The problem: The job is to output each record again, character for character.

Input records section start

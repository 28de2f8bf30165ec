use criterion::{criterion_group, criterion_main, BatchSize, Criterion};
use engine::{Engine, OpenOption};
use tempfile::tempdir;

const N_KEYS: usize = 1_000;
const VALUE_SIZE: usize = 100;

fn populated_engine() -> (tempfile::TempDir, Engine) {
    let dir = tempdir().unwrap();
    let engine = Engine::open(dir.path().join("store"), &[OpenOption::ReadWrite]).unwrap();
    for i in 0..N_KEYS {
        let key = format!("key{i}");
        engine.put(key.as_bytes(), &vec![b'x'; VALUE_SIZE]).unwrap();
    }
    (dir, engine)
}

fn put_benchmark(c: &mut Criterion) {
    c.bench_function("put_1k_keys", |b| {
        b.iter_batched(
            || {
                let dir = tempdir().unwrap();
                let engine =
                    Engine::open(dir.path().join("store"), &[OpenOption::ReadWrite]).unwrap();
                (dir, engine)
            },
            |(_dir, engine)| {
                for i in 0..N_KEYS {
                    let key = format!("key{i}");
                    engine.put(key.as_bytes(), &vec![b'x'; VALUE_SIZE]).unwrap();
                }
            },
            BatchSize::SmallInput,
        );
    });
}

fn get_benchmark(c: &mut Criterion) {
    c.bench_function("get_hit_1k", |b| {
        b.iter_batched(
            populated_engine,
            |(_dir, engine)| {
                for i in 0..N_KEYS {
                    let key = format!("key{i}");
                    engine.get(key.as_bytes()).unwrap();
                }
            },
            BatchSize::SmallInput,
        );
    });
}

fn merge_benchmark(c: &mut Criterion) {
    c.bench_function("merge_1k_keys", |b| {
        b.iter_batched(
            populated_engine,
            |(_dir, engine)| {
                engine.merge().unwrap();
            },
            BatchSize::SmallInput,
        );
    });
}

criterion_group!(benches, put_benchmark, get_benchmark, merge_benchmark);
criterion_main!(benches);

Input records section end

Answer:
repository 28de2f8bf30165ec
use criterion::{criterion_group, criterion_main, BatchSize, Criterion};
use engine::{Engine, OpenOption};
use tempfile::tempdir;

const N_KEYS: usize = 1_000;
const VALUE_SIZE: usize = 100;

fn populated_engine() -> (tempfile::TempDir, Engine) {
    let dir = tempdir().unwrap();
    let engine = Engine::open(dir.path().join("store"), &[OpenOption::ReadWrite]).unwrap();
    for i in 0..N_KEYS {
        let key = format!("key{i}");
        engine.put(key.as_bytes(), &vec![b'x'; VALUE_SIZE]).unwrap();
    }
    (dir, engine)
}

fn put_benchmark(c: &mut Criterion) {
    c.bench_function("put_1k_keys", |b| {
        b.iter_batched(
            || {
                let dir = tempdir().unwrap();
                let engine =
                    Engine::open(dir.path().join("store"), &[OpenOption::ReadWrite]).unwrap();
                (dir, engine)
            },
            |(_dir, engine)| {
                for i in 0..N_KEYS {
                    let key = format!("key{i}");
                    engine.put(key.as_bytes(), &vec![b'x'; VALUE_SIZE]).unwrap();
                }
            },
            BatchSize::SmallInput,
        );
    });
}

fn get_benchmark(c: &mut Criterion) {
    c.bench_function("get_hit_1k", |b| {
        b.iter_batched(
            populated_engine,
            |(_dir, engine)| {
                for i in 0..N_KEYS {
                    let key = format!("key{i}");
                    engine.get(key.as_bytes()).unwrap();
                }
            },
            BatchSize::SmallInput,
        );
    });
}

fn merge_benchmark(c: &mut Criterion) {
    c.bench_function("merge_1k_keys", |b| {
        b.iter_batched(
            populated_engine,
            |(_dir, engine)| {
                engine.merge().unwrap();
            },
            BatchSize::SmallInput,
        );
    });
}

criterion_group!(benches, put_benchmark, get_benchmark, merge_benchmark);
criterion_main!(benches);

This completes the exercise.